> DATA
_____

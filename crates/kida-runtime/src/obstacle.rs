//! Obstacle-avoidance policy.
//!
//! A strict decision tree over the forward laser and the two side
//! ultrasonic sensors.  A missing reading counts as "clear": an unplugged
//! side sensor must not freeze the robot.
//!
//! | Laser blocked | Left clear | Right clear | Command |
//! |---|---|---|---|
//! | yes | yes | yes | toward the farther side (ties `LEFT`) |
//! | yes | yes | no | `LEFT` |
//! | yes | no | yes | `RIGHT` |
//! | yes | no | no | `STOP` |
//! | no | left too close | | `RIGHT` if right clear, else `STOP` |
//! | no | | right too close | `LEFT` if left clear, else `STOP` |
//! | no | | | `FORWARD` |

use std::time::Instant;

use kida_types::{Command, ParsedSensorSample};
use serde::{Deserialize, Serialize};

use crate::policy::{Decision, Policy, format_reading};

/// Forward laser distance (cm) below which the path ahead is blocked.
pub const SAFE_LASER_DISTANCE: i32 = 40;
/// Side ultrasonic distance (cm) at or below which that side is blocked.
pub const SAFE_ULTRASONIC_DISTANCE: i32 = 20;

/// Tunable safety distances.
#[derive(Debug, Clone, Copy, PartialEq, Eq, Serialize, Deserialize)]
#[serde(default)]
pub struct ObstacleConfig {
    pub safe_laser_distance: i32,
    pub safe_ultrasonic_distance: i32,
}

impl Default for ObstacleConfig {
    fn default() -> Self {
        Self {
            safe_laser_distance: SAFE_LASER_DISTANCE,
            safe_ultrasonic_distance: SAFE_ULTRASONIC_DISTANCE,
        }
    }
}

/// Decide with the default safety distances.
pub fn decide(laser: Option<i32>, us_left: Option<i32>, us_right: Option<i32>) -> Command {
    decide_with(&ObstacleConfig::default(), laser, us_left, us_right)
}

/// Decide with explicit safety distances.
pub fn decide_with(
    config: &ObstacleConfig,
    laser: Option<i32>,
    us_left: Option<i32>,
    us_right: Option<i32>,
) -> Command {
    let safe_us = config.safe_ultrasonic_distance;
    let left_clear = us_left.is_none_or(|d| d > safe_us);
    let right_clear = us_right.is_none_or(|d| d > safe_us);

    if laser.is_some_and(|d| d < config.safe_laser_distance) {
        return match (left_clear, right_clear) {
            (true, true) => {
                if us_left.unwrap_or(safe_us) >= us_right.unwrap_or(safe_us) {
                    Command::Left
                } else {
                    Command::Right
                }
            }
            (true, false) => Command::Left,
            (false, true) => Command::Right,
            (false, false) => Command::Stop,
        };
    }

    if us_left.is_some_and(|d| d < safe_us) {
        return if right_clear { Command::Right } else { Command::Stop };
    }
    if us_right.is_some_and(|d| d < safe_us) {
        return if left_clear { Command::Left } else { Command::Stop };
    }
    Command::Forward
}

/// [`Policy`] wrapper around [`decide_with`].
#[derive(Debug, Clone, Default)]
pub struct ObstacleAvoidance {
    config: ObstacleConfig,
}

impl ObstacleAvoidance {
    pub fn new(config: ObstacleConfig) -> Self {
        Self { config }
    }
}

impl Policy for ObstacleAvoidance {
    fn name(&self) -> &'static str {
        "ObstacleAvoidance"
    }

    fn step(&mut self, sample: &ParsedSensorSample, _now: Instant) -> Decision {
        let command = decide_with(
            &self.config,
            sample.laser,
            sample.ultrasonic_left,
            sample.ultrasonic_right,
        );
        let status = format!(
            "{}: {command} | Sensors: laser={}, us_left={}, us_right={}",
            self.name(),
            format_reading(sample.laser),
            format_reading(sample.ultrasonic_left),
            format_reading(sample.ultrasonic_right),
        );
        Decision { command, status }
    }
}

#[cfg(test)]
mod tests {
    use super::*;

    #[test]
    fn blocked_ahead_turns_toward_the_clear_side() {
        assert_eq!(decide(Some(30), Some(25), Some(10)), Command::Left);
        assert_eq!(decide(Some(30), Some(10), Some(25)), Command::Right);
    }

    #[test]
    fn blocked_everywhere_stops() {
        assert_eq!(decide(Some(30), Some(10), Some(10)), Command::Stop);
        assert_eq!(decide(Some(0), Some(20), Some(20)), Command::Stop);
    }

    #[test]
    fn blocked_ahead_with_both_sides_clear_prefers_the_farther_side() {
        assert_eq!(decide(Some(30), Some(50), Some(80)), Command::Right);
        assert_eq!(decide(Some(30), Some(80), Some(50)), Command::Left);
        // Ties go left.
        assert_eq!(decide(Some(30), Some(60), Some(60)), Command::Left);
        // A missing side counts as exactly the safe distance.
        assert_eq!(decide(Some(30), None, Some(21)), Command::Right);
        assert_eq!(decide(Some(30), None, None), Command::Left);
    }

    #[test]
    fn side_obstacle_without_laser_reading() {
        assert_eq!(decide(None, Some(15), None), Command::Right);
        assert_eq!(decide(None, None, Some(15)), Command::Left);
        assert_eq!(decide(None, Some(15), Some(15)), Command::Stop);
    }

    #[test]
    fn exactly_safe_side_distance_is_neither_clear_nor_close() {
        // 20 is not > 20 (not clear) and not < 20 (not close).
        assert_eq!(decide(Some(50), Some(20), Some(20)), Command::Forward);
        assert_eq!(decide(Some(10), Some(20), Some(20)), Command::Stop);
    }

    #[test]
    fn open_space_drives_forward() {
        assert_eq!(decide(Some(50), Some(50), Some(50)), Command::Forward);
        assert_eq!(decide(None, None, None), Command::Forward);
        assert_eq!(decide(Some(40), Some(21), Some(21)), Command::Forward);
    }

    #[test]
    fn custom_distances_are_honoured() {
        let config = ObstacleConfig {
            safe_laser_distance: 100,
            safe_ultrasonic_distance: 5,
        };
        assert_eq!(decide_with(&config, Some(60), Some(10), Some(8)), Command::Left);
    }

    #[test]
    fn status_line_lists_raw_sensors() {
        let mut policy = ObstacleAvoidance::default();
        let sample = ParsedSensorSample {
            laser: Some(30),
            ultrasonic_left: Some(25),
            ultrasonic_right: None,
            ..Default::default()
        };
        let decision = policy.step(&sample, Instant::now());
        assert_eq!(decision.command, Command::Left);
        assert_eq!(
            decision.status,
            "ObstacleAvoidance: LEFT | Sensors: laser=30, us_left=25, us_right=N/A"
        );
    }
}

_____

What is wanted is one number: how many lines in the listing hold the string "impl".

> SOLUTION TO THIS TASK
3